*** STUDY MATERIAL Section Begins ***

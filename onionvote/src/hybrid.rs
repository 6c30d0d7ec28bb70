//! Hybrid RSA / AES-CTR encryption used to build and peel onion layers.
//!
//! Every call to [`encrypt`] draws a fresh 128 bit AES key, wraps it with raw RSA
//! under the receiver's public key and encrypts the payload with AES-128 in CTR mode.
//! The CTR nonce is all zeroes, which is only sound because a symmetric key is never
//! used for more than one message.
//!
//! Ciphertext layout: `wrapped_key (modulus width) || encrypted_payload (payload width)`.

use crate::Error;
use aes::Aes128;
use ctr::cipher::{KeyIvInit, StreamCipher};
use rand_core::{CryptoRng, RngCore};
use rsa::traits::{PrivateKeyParts, PublicKeyParts};
use rsa::{BigUint, RsaPrivateKey, RsaPublicKey};

type Aes128Ctr = ctr::Ctr128BE<Aes128>;

/// Width of the per-layer symmetric key
pub const SYMMETRIC_KEY_LENGTH: usize = 16;

const ZERO_NONCE: [u8; 16] = [0u8; 16];

/// Width in bytes of the wrapped symmetric key for this receiver
#[inline]
pub fn wrapped_key_size<K: PublicKeyParts>(key: &K) -> usize {
    key.size()
}

/// Encrypt a message so that only the holder of the matching private key can read it.
pub fn encrypt(receiver_pub: &RsaPublicKey, msg: &[u8]) -> Result<Vec<u8>, Error> {
    encrypt_with_rng(&mut rand::rngs::OsRng, receiver_pub, msg)
}

/// Like [`encrypt`], drawing the symmetric key from the given generator.
pub fn encrypt_with_rng<R: RngCore + CryptoRng>(
    rng: &mut R,
    receiver_pub: &RsaPublicKey,
    msg: &[u8],
) -> Result<Vec<u8>, Error> {
    let mut key = [0u8; SYMMETRIC_KEY_LENGTH];
    rng.try_fill_bytes(&mut key)?;

    let wrapped = wrap_key(receiver_pub, &key);
    let encrypted = aes_ctr(&key, msg)?;

    let mut cipher_text = Vec::with_capacity(wrapped.len() + encrypted.len());
    cipher_text.extend(wrapped);
    cipher_text.extend(encrypted);

    Ok(cipher_text)
}

/// Decrypt a ciphertext produced by [`encrypt`].
///
/// Fails with `MalformedCiphertext` when the buffer is shorter than the wrapped key,
/// or when the unwrapped key cannot be a symmetric key (which is what a wrong private
/// key almost always yields).
pub fn decrypt(receiver_sec: &RsaPrivateKey, msg: &[u8]) -> Result<Vec<u8>, Error> {
    let width = wrapped_key_size(receiver_sec);
    if msg.len() < width {
        return Err(Error::MalformedCiphertext(
            "ciphertext is shorter than the wrapped key",
        ));
    }

    let (wrapped, encrypted) = msg.split_at(width);
    let key = unwrap_key(receiver_sec, wrapped)?;

    aes_ctr(&key, encrypted)
}

fn wrap_key(receiver_pub: &RsaPublicKey, key: &[u8; SYMMETRIC_KEY_LENGTH]) -> Vec<u8> {
    let m = BigUint::from_bytes_be(key);
    let c = m.modpow(receiver_pub.e(), receiver_pub.n());
    left_pad(&c.to_bytes_be(), wrapped_key_size(receiver_pub))
}

fn unwrap_key(
    receiver_sec: &RsaPrivateKey,
    wrapped: &[u8],
) -> Result<[u8; SYMMETRIC_KEY_LENGTH], Error> {
    let c = BigUint::from_bytes_be(wrapped);
    if &c >= receiver_sec.n() {
        return Err(Error::MalformedCiphertext(
            "wrapped key is out of range for this modulus",
        ));
    }

    let m = c.modpow(receiver_sec.d(), receiver_sec.n()).to_bytes_be();
    if m.len() > SYMMETRIC_KEY_LENGTH {
        return Err(Error::MalformedCiphertext(
            "unwrapped key does not fit the symmetric key width",
        ));
    }

    let mut key = [0u8; SYMMETRIC_KEY_LENGTH];
    key[SYMMETRIC_KEY_LENGTH - m.len()..].copy_from_slice(&m);
    Ok(key)
}

fn aes_ctr(key: &[u8], data: &[u8]) -> Result<Vec<u8>, Error> {
    let mut cipher =
        Aes128Ctr::new_from_slices(key, &ZERO_NONCE).map_err(|_| Error::CipherInit)?;

    let mut output = data.to_vec();
    cipher.apply_keystream(&mut output);
    Ok(output)
}

fn left_pad(bytes: &[u8], width: usize) -> Vec<u8> {
    let mut padded = vec![0u8; width.saturating_sub(bytes.len())];
    padded.extend_from_slice(bytes);
    padded
}
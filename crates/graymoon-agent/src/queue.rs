//! Bounded FIFO queue feeding the agent's worker pool.
//!
//! Backed directly by `tokio::mpsc`'s bounded channel: `push` awaits when
//! the queue is full, which is exactly the backpressure behaviour wanted
//! here rather than something to build on top of the channel.

use graymoon_core::JobEnvelope;
use std::sync::atomic::{AtomicUsize, Ordering};
use std::sync::Arc;
use tokio::sync::mpsc;

#[derive(Clone)]
pub struct JobQueueHandle {
    sender: mpsc::Sender<JobEnvelope>,
    depth: Arc<AtomicUsize>,
}

pub struct JobQueueReceiver {
    receiver: mpsc::Receiver<JobEnvelope>,
    depth: Arc<AtomicUsize>,
}

/// Create a bounded queue with the given capacity. Producers calling
/// `push` block (asynchronously) once `capacity` envelopes are in flight;
/// dropping every `JobQueueHandle` closes the queue for the receiver.
pub fn job_queue(capacity: usize) -> (JobQueueHandle, JobQueueReceiver) {
    let (sender, receiver) = mpsc::channel(capacity);
    let depth = Arc::new(AtomicUsize::new(0));
    (JobQueueHandle { sender, depth: depth.clone() }, JobQueueReceiver { receiver, depth })
}

impl JobQueueHandle {
    /// Enqueue an envelope, waiting for room if the queue is full.
    pub async fn push(&self, envelope: JobEnvelope) -> Result<(), JobEnvelope> {
        self.sender.send(envelope).await.map_err(|e| e.0)?;
        self.depth.fetch_add(1, Ordering::SeqCst);
        Ok(())
    }

    pub fn is_closed(&self) -> bool {
        self.sender.is_closed()
    }

    /// Number of envelopes currently queued, for the queue-depth gauge.
    pub fn depth(&self) -> usize {
        self.depth.load(Ordering::SeqCst)
    }
}

impl JobQueueReceiver {
    /// Pull the next envelope, or `None` once every handle has been dropped
    /// and the queue has drained — the signal for a worker to exit.
    pub async fn pop(&mut self) -> Option<JobEnvelope> {
        let envelope = self.receiver.recv().await?;
        self.depth.fetch_sub(1, Ordering::SeqCst);
        Some(envelope)
    }
}

#[cfg(test)]
mod tests {
    use super::*;
    use graymoon_core::{JobEnvelope, RequestId};
    use serde_json::json;

    #[tokio::test]
    async fn push_then_pop_roundtrips_fifo() {
        let (handle, mut rx) = job_queue(4);
        handle.push(JobEnvelope::command(RequestId::new(), "Ping", json!({}))).await.unwrap();
        handle.push(JobEnvelope::command(RequestId::new(), "Pong", json!({}))).await.unwrap();

        let first = rx.pop().await.unwrap();
        match first {
            JobEnvelope::Command { command, .. } => assert_eq!(command, "Ping"),
            _ => panic!("expected Command"),
        }
    }

    #[tokio::test]
    async fn pop_returns_none_once_all_handles_dropped() {
        let (handle, mut rx) = job_queue(4);
        drop(handle);
        assert!(rx.pop().await.is_none());
    }

    #[tokio::test]
    async fn push_blocks_when_queue_is_full() {
        let (handle, mut rx) = job_queue(1);
        handle.push(JobEnvelope::command(RequestId::new(), "A", json!({}))).await.unwrap();

        let handle2 = handle.clone();
        let blocked = tokio::spawn(async move {
            handle2.push(JobEnvelope::command(RequestId::new(), "B", json!({}))).await.unwrap();
        });

        tokio::time::sleep(std::time::Duration::from_millis(20)).await;
        assert!(!blocked.is_finished());

        rx.pop().await.unwrap();
        blocked.await.unwrap();
    }
}
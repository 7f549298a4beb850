//! N identical workers draining one job queue, routing each envelope to the
//! dispatcher (commands) or notify handler (notifies). Notify and command
//! jobs share the pool so a burst of hooks cannot starve commands: every
//! worker advances to its next envelope as soon as the current one
//! finishes, regardless of which kind it was.

use crate::dispatcher::Dispatcher;
use crate::notify::NotifyHandler;
use crate::queue::JobQueueReceiver;
use crate::rpc_link::RpcLinkHandle;
use graymoon_core::JobEnvelope;
use std::sync::Arc;
use tokio::sync::Mutex;
use tokio_util::sync::CancellationToken;
use tracing::info;

pub struct WorkerPool {
    worker_count: usize,
}

impl WorkerPool {
    pub fn new(worker_count: usize) -> Self {
        Self { worker_count }
    }

    /// Spawn `worker_count` tasks sharing `receiver`; each exits once the
    /// queue drains after `shutdown` fires, or immediately if `shutdown` is
    /// already cancelled and the queue is empty.
    pub fn spawn(
        &self,
        receiver: JobQueueReceiver,
        dispatcher: Arc<Dispatcher>,
        notify_handler: Arc<NotifyHandler>,
        rpc_link: RpcLinkHandle,
        shutdown: CancellationToken,
    ) -> Vec<tokio::task::JoinHandle<()>> {
        let receiver = Arc::new(Mutex::new(receiver));
        (0..self.worker_count)
            .map(|id| {
                let receiver = receiver.clone();
                let dispatcher = dispatcher.clone();
                let notify_handler = notify_handler.clone();
                let rpc_link = rpc_link.clone();
                let shutdown = shutdown.clone();
                tokio::spawn(worker_loop(id, receiver, dispatcher, notify_handler, rpc_link, shutdown))
            })
            .collect()
    }
}

async fn worker_loop(
    id: usize,
    receiver: Arc<Mutex<JobQueueReceiver>>,
    dispatcher: Arc<Dispatcher>,
    notify_handler: Arc<NotifyHandler>,
    rpc_link: RpcLinkHandle,
    shutdown: CancellationToken,
) {
    loop {
        let envelope = {
            let mut receiver = receiver.lock().await;
            tokio::select! {
                envelope = receiver.pop() => envelope,
                _ = shutdown.cancelled() => None,
            }
        };

        let Some(envelope) = envelope else {
            info!(worker_id = id, "worker exiting, queue drained");
            return;
        };

        match envelope {
            JobEnvelope::Command { request_id, command, args } => {
                let mut tagged = args;
                match tagged.as_object_mut() {
                    Some(obj) => {
                        obj.insert("command".to_string(), serde_json::Value::String(command));
                    }
                    None => {
                        rpc_link.respond(request_id, graymoon_wire::ResponseCommand::error("malformed command payload"));
                        continue;
                    }
                }
                let Ok(command) = serde_json::from_value::<graymoon_wire::RequestCommand>(tagged) else {
                    rpc_link.respond(request_id, graymoon_wire::ResponseCommand::error("malformed command payload"));
                    continue;
                };
                let response = dispatcher.dispatch(command).await;
                rpc_link.respond(request_id, response);
            }
            JobEnvelope::Notify { payload } => {
                notify_handler.handle(payload).await;
            }
        }
    }
}
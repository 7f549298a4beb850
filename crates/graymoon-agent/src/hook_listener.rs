//! Loopback HTTP endpoint serving `POST /notify` for local VCS hooks.
//! Bound to `127.0.0.1` only: it carries nothing but ids, so there is no
//! authentication to get wrong.

use crate::queue::JobQueueHandle;
use axum::extract::State;
use axum::http::StatusCode;
use axum::routing::{get, post};
use axum::{Json, Router};
use graymoon_core::{JobEnvelope, NotifyPayload};
use graymoon_wire::NotifyHookRequest;
use serde::Serialize;
use std::net::SocketAddr;
use tokio_util::sync::CancellationToken;
use tracing::warn;

#[derive(Clone)]
struct HookState {
    queue: JobQueueHandle,
    shutdown: CancellationToken,
}

#[derive(Serialize)]
struct QueueDepthResponse {
    queue_depth: usize,
}

pub fn router(queue: JobQueueHandle, shutdown: CancellationToken) -> Router {
    Router::new()
        .route("/notify", post(handle_notify))
        .route("/queue", get(handle_queue_depth))
        .with_state(HookState { queue, shutdown })
}

async fn handle_queue_depth(State(state): State<HookState>) -> Json<QueueDepthResponse> {
    Json(QueueDepthResponse { queue_depth: state.queue.depth() })
}

pub async fn serve(listen_port: u16, queue: JobQueueHandle, shutdown: CancellationToken) -> std::io::Result<()> {
    let addr = SocketAddr::from(([127, 0, 0, 1], listen_port));
    let listener = tokio::net::TcpListener::bind(addr).await?;
    let app = router(queue, shutdown.clone());
    axum::serve(listener, app).with_graceful_shutdown(async move { shutdown.cancelled().await }).await
}

async fn handle_notify(State(state): State<HookState>, Json(body): Json<NotifyHookRequest>) -> StatusCode {
    if state.shutdown.is_cancelled() {
        return StatusCode::SERVICE_UNAVAILABLE;
    }

    let payload = NotifyPayload {
        repository_id: body.repository_id,
        workspace_id: body.workspace_id,
        repository_path: body.repository_path,
    };
    let envelope = JobEnvelope::notify(payload);

    match state.queue.push(envelope).await {
        Ok(()) => StatusCode::ACCEPTED,
        Err(_) => {
            warn!("hook listener: job queue closed, rejecting notify");
            StatusCode::SERVICE_UNAVAILABLE
        }
    }
}

#[cfg(test)]
mod tests {
    use super::*;
    use crate::queue::job_queue;
    use axum::body::Body;
    use axum::http::Request;
    use graymoon_core::{RepositoryId, WorkspaceId};
    use tower::ServiceExt;

    #[tokio::test]
    async fn valid_body_enqueues_and_returns_accepted() {
        let (queue, mut rx) = job_queue(4);
        let app = router(queue, CancellationToken::new());

        let body = serde_json::json!({
            "repository_id": RepositoryId::new(),
            "workspace_id": WorkspaceId::new(),
            "repository_path": "/w/repoA",
        });
        let response = app
            .oneshot(
                Request::builder()
                    .method("POST")
                    .uri("/notify")
                    .header("content-type", "application/json")
                    .body(Body::from(body.to_string()))
                    .unwrap(),
            )
            .await
            .unwrap();

        assert_eq!(response.status(), StatusCode::ACCEPTED);
        assert!(rx.pop().await.is_some());
    }

    #[tokio::test]
    async fn malformed_body_returns_bad_request() {
        let (queue, _rx) = job_queue(4);
        let app = router(queue, CancellationToken::new());

        let response = app
            .oneshot(
                Request::builder()
                    .method("POST")
                    .uri("/notify")
                    .header("content-type", "application/json")
                    .body(Body::from("{}"))
                    .unwrap(),
            )
            .await
            .unwrap();

        assert_eq!(response.status(), StatusCode::UNPROCESSABLE_ENTITY);
    }

    #[tokio::test]
    async fn queue_depth_reflects_pending_envelopes() {
        let (queue, mut rx) = job_queue(4);
        let app = router(queue.clone(), CancellationToken::new());

        let body = serde_json::json!({
            "repository_id": RepositoryId::new(),
            "workspace_id": WorkspaceId::new(),
            "repository_path": "/w/repoA",
        });
        app.oneshot(
            Request::builder()
                .method("POST")
                .uri("/notify")
                .header("content-type", "application/json")
                .body(Body::from(body.to_string()))
                .unwrap(),
        )
        .await
        .unwrap();

        assert_eq!(queue.depth(), 1);
        rx.pop().await.unwrap();
        assert_eq!(queue.depth(), 0);
    }

    #[tokio::test]
    async fn shutting_down_returns_service_unavailable() {
        let (queue, _rx) = job_queue(4);
        let shutdown = CancellationToken::new();
        shutdown.cancel();
        let app = router(queue, shutdown);

        let body = serde_json::json!({
            "repository_id": RepositoryId::new(),
            "workspace_id": WorkspaceId::new(),
            "repository_path": "/w/repoA",
        });
        let response = app
            .oneshot(
                Request::builder()
                    .method("POST")
                    .uri("/notify")
                    .header("content-type", "application/json")
                    .body(Body::from(body.to_string()))
                    .unwrap(),
            )
            .await
            .unwrap();

        assert_eq!(response.status(), StatusCode::SERVICE_UNAVAILABLE);
    }
}
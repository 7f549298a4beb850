//! Identifier types for GrayMoon entities.

crate::define_id! {
    /// Identifies a `Connector` (credentials + endpoint for one external system).
    pub struct ConnectorId("conn");
}

crate::define_id! {
    /// Identifies a `Repository`.
    pub struct RepositoryId("repo");
}

crate::define_id! {
    /// Identifies a `Workspace`.
    pub struct WorkspaceId("wksp");
}

crate::define_id! {
    /// Identifies a `WorkspaceRepositoryLink`.
    pub struct LinkId("link");
}

crate::define_id! {
    /// Identifies a `WorkspaceProject`.
    pub struct ProjectId("proj");
}

crate::define_id! {
    /// Identifies a `ProjectDependency` edge.
    pub struct DependencyEdgeId("edge");
}

crate::define_id! {
    /// Opaque request id correlating a `RequestCommand` with its `ResponseCommand`.
    pub struct RequestId("req");
}
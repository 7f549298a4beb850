//! Connector entity: credentials + endpoint for one external system.

use crate::ids::ConnectorId;
use serde::{Deserialize, Serialize};

#[derive(Debug, Clone, Copy, PartialEq, Eq, Serialize, Deserialize)]
#[serde(rename_all = "snake_case")]
pub enum ConnectorKind {
    VcsHost,
    PackageRegistry,
}

#[derive(Debug, Clone, Copy, PartialEq, Eq, Serialize, Deserialize)]
#[serde(rename_all = "snake_case")]
pub enum ConnectorStatus {
    Unknown,
    Ok,
    Error,
}

crate::simple_display! {
    ConnectorStatus {
        Unknown => "unknown",
        Ok => "ok",
        Error => "error",
    }
}

/// Which wire shape a `PackageRegistry` connector speaks, derived from its
/// base-url pattern rather than stored as a separate field.
#[derive(Debug, Clone, Copy, PartialEq, Eq, Serialize, Deserialize)]
#[serde(rename_all = "snake_case")]
pub enum RegistryProtocol {
    /// VCS-host-style package registry (e.g. a GitHub/GitLab package index).
    VcsHostCatalog,
    /// Public open registry, no auth header required.
    PublicOpen,
    /// Private catalog server speaking Basic or Bearer auth.
    PrivateCatalog,
}

impl RegistryProtocol {
    /// Derive the probing protocol from a connector's base URL.
    ///
    /// Hosts recognised as "public open" registries never need an
    /// Authorization header; anything else falls back to the private
    /// catalog shape, which upgrades to Basic/Bearer only when credentials
    /// are actually present on the connector.
    pub fn from_base_url(base_url: &str) -> Self {
        let lower = base_url.to_ascii_lowercase();
        if lower.contains("crates.io") || lower.contains("registry.npmjs.org") || lower.contains("pypi.org") {
            RegistryProtocol::PublicOpen
        } else if lower.contains("pkgs.dev.azure.com")
            || lower.contains("nuget.pkg.github.com")
            || lower.contains("maven.pkg.github.com")
        {
            RegistryProtocol::VcsHostCatalog
        } else {
            RegistryProtocol::PrivateCatalog
        }
    }
}

#[derive(Debug, Clone, PartialEq, Eq, Serialize, Deserialize)]
pub struct Connector {
    pub id: ConnectorId,
    pub name: String,
    pub kind: ConnectorKind,
    pub base_url: String,
    #[serde(default)]
    pub user_name: Option<String>,
    /// Stored in cleartext; no vault or at-rest encryption layer.
    #[serde(default)]
    pub token: Option<String>,
    pub status: ConnectorStatus,
    pub active: bool,
    #[serde(default)]
    pub last_error: Option<String>,
}

impl Connector {
    pub fn new(name: impl Into<String>, kind: ConnectorKind, base_url: impl Into<String>) -> Self {
        Self {
            id: ConnectorId::new(),
            name: name.into(),
            kind,
            base_url: base_url.into(),
            user_name: None,
            token: None,
            status: ConnectorStatus::Unknown,
            active: true,
            last_error: None,
        }
    }

    pub fn registry_protocol(&self) -> Option<RegistryProtocol> {
        match self.kind {
            ConnectorKind::PackageRegistry => Some(RegistryProtocol::from_base_url(&self.base_url)),
            ConnectorKind::VcsHost => None,
        }
    }

    crate::setters! {
        set { active: bool, status: ConnectorStatus }
        option { user_name: String, token: String, last_error: String }
    }
}

#[cfg(test)]
mod tests {
    use super::*;

    #[test]
    fn protocol_derivation_from_base_url() {
        assert_eq!(RegistryProtocol::from_base_url("https://crates.io"), RegistryProtocol::PublicOpen);
        assert_eq!(
            RegistryProtocol::from_base_url("https://pkgs.dev.azure.com/org/_packaging/feed"),
            RegistryProtocol::VcsHostCatalog
        );
        assert_eq!(
            RegistryProtocol::from_base_url("https://registry.internal.example.com"),
            RegistryProtocol::PrivateCatalog
        );
    }
}
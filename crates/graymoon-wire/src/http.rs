//! DTOs for the Control Service's external REST surface.

use graymoon_core::{RepositoryId, WorkspaceId};
use serde::{Deserialize, Serialize};

#[derive(Debug, Clone, Deserialize)]
pub struct SyncRequest {
    pub workspace_id: WorkspaceId,
    pub repository_id: RepositoryId,
}

/// Body of the agent's loopback `POST /notify`, posted by a local VCS hook.
#[derive(Debug, Clone, Deserialize)]
pub struct NotifyHookRequest {
    pub repository_id: RepositoryId,
    pub workspace_id: WorkspaceId,
    pub repository_path: String,
}

#[derive(Debug, Clone, Copy, PartialEq, Eq, Serialize)]
#[serde(rename_all = "snake_case")]
pub enum SyncAcceptedStatus {
    Accepted,
    DroppedDuplicate,
}

#[derive(Debug, Clone, Serialize)]
pub struct SyncAcceptedResponse {
    pub status: SyncAcceptedStatus,
    pub workspace_id: WorkspaceId,
    pub repository_id: RepositoryId,
}

#[derive(Debug, Clone, Serialize)]
pub struct SyncQueueEntry {
    pub workspace_id: WorkspaceId,
    pub repository_id: RepositoryId,
    pub in_flight: bool,
}

#[derive(Debug, Clone, Serialize)]
pub struct SyncQueueResponse {
    pub entries: Vec<SyncQueueEntry>,
}

#[derive(Debug, Clone, Deserialize)]
pub struct CommitSyncRequest {
    pub workspace_id: WorkspaceId,
    pub repository_id: RepositoryId,
    pub message: String,
}

#[derive(Debug, Clone, Deserialize)]
pub struct PullPushRequest {
    pub workspace_id: WorkspaceId,
    pub repository_id: RepositoryId,
    pub branch: String,
}

#[derive(Debug, Clone, Deserialize)]
pub struct CreateBranchRequest {
    pub workspace_id: WorkspaceId,
    pub repository_id: RepositoryId,
    pub branch: String,
    pub from: Option<String>,
}

#[derive(Debug, Clone, Deserialize)]
pub struct CheckoutBranchRequest {
    pub workspace_id: WorkspaceId,
    pub repository_id: RepositoryId,
    pub branch: String,
}

/// Broadcast over the realtime endpoint whenever a workspace finishes a
/// sync pass (either a single on-demand sync or one push-scheduler level).
#[derive(Debug, Clone, Serialize, Deserialize)]
pub struct WorkspaceSyncedEvent {
    pub workspace_id: WorkspaceId,
    pub repository_id: Option<RepositoryId>,
    pub summary: String,
}

#[derive(Debug, Clone, Serialize)]
pub struct ApiErrorResponse {
    pub error: String,
}

impl ApiErrorResponse {
    pub fn new(message: impl Into<String>) -> Self {
        Self { error: message.into() }
    }
}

*** STUDY MATERIAL Section Ends ***

EXERCISE DETAILS:
Using the records above, output exactly the lines from the first through the line that contains "pub fn wrapped_key_size<K: PublicKeyParts>(key: &K)", with both of those included.

ANSWER BOX:
filename onionvote/src/hybrid.rs
repository 6c30d0d7ec28bb70
//! Hybrid RSA / AES-CTR encryption used to build and peel onion layers.
//!
//! Every call to [`encrypt`] draws a fresh 128 bit AES key, wraps it with raw RSA
//! under the receiver's public key and encrypts the payload with AES-128 in CTR mode.
//! The CTR nonce is all zeroes, which is only sound because a symmetric key is never
//! used for more than one message.
//!
//! Ciphertext layout: `wrapped_key (modulus width) || encrypted_payload (payload width)`.

use crate::Error;
use aes::Aes128;
use ctr::cipher::{KeyIvInit, StreamCipher};
use rand_core::{CryptoRng, RngCore};
use rsa::traits::{PrivateKeyParts, PublicKeyParts};
use rsa::{BigUint, RsaPrivateKey, RsaPublicKey};

type Aes128Ctr = ctr::Ctr128BE<Aes128>;

/// Width of the per-layer symmetric key
pub const SYMMETRIC_KEY_LENGTH: usize = 16;

const ZERO_NONCE: [u8; 16] = [0u8; 16];

/// Width in bytes of the wrapped symmetric key for this receiver
#[inline]
pub fn wrapped_key_size<K: PublicKeyParts>(key: &K) -> usize {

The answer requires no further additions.